Exercise prompt: Please show every line in the entries below that includes the word "PendingTapHold".

• • •

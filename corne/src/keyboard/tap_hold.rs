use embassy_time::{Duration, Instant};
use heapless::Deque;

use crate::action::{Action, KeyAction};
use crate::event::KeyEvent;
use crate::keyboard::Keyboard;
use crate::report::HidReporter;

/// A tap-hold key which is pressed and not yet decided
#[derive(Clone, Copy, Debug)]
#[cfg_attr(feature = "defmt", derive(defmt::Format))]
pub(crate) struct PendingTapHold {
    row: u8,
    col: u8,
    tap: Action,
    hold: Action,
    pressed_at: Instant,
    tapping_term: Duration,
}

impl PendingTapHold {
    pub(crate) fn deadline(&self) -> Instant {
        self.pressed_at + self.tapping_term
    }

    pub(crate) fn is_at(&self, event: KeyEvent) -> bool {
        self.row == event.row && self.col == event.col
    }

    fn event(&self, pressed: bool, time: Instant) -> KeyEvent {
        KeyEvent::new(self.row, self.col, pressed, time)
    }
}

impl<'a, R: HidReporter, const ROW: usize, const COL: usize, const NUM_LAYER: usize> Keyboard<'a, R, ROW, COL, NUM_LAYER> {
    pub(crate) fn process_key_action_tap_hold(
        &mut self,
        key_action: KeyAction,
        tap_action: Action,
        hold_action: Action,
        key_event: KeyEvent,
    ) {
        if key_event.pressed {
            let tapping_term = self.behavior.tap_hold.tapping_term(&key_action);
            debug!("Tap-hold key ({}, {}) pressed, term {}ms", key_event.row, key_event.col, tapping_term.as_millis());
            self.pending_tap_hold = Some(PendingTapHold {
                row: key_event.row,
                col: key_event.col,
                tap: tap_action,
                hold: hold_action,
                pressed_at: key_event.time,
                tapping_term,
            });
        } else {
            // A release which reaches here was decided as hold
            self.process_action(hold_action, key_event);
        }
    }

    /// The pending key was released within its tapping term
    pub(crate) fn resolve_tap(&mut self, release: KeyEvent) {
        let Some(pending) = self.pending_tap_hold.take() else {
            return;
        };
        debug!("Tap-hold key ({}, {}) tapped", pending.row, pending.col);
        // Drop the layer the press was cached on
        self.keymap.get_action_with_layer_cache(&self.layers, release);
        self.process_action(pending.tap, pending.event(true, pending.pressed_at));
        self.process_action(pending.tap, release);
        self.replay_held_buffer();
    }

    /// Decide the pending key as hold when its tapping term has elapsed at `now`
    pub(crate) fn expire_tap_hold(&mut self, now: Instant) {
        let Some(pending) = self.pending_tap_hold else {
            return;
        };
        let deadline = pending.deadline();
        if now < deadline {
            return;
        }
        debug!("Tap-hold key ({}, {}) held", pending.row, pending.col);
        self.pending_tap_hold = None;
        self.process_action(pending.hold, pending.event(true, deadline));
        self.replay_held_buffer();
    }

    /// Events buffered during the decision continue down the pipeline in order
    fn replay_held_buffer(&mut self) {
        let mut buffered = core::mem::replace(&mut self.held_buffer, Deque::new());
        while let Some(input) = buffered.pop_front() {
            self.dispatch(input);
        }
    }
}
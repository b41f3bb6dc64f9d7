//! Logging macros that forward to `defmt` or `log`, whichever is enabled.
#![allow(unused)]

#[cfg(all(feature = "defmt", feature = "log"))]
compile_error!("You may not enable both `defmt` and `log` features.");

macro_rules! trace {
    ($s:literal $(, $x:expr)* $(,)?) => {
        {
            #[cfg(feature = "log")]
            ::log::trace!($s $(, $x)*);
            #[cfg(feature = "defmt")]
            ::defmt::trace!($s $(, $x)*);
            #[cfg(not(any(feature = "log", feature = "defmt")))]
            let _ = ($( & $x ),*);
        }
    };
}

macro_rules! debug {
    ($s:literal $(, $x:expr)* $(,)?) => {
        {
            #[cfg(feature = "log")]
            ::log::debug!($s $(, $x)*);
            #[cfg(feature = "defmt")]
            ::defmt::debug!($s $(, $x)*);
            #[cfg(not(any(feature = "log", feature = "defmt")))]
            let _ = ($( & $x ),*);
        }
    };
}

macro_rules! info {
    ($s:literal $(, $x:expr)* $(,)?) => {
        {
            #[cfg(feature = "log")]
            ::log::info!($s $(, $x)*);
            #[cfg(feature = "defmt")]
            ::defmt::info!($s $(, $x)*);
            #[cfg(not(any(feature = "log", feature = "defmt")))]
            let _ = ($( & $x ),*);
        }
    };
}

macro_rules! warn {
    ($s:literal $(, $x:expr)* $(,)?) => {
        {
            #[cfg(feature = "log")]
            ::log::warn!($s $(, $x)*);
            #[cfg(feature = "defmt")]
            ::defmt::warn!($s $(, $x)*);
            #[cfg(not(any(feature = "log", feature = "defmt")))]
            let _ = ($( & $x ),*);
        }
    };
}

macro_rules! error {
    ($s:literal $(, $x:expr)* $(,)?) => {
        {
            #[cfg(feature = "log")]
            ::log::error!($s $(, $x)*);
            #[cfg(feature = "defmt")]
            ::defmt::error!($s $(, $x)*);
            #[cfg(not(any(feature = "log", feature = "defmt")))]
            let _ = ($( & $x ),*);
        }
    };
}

• • •

Task solution:
pub(crate) struct PendingTapHold {
impl PendingTapHold {
            self.pending_tap_hold = Some(PendingTapHold {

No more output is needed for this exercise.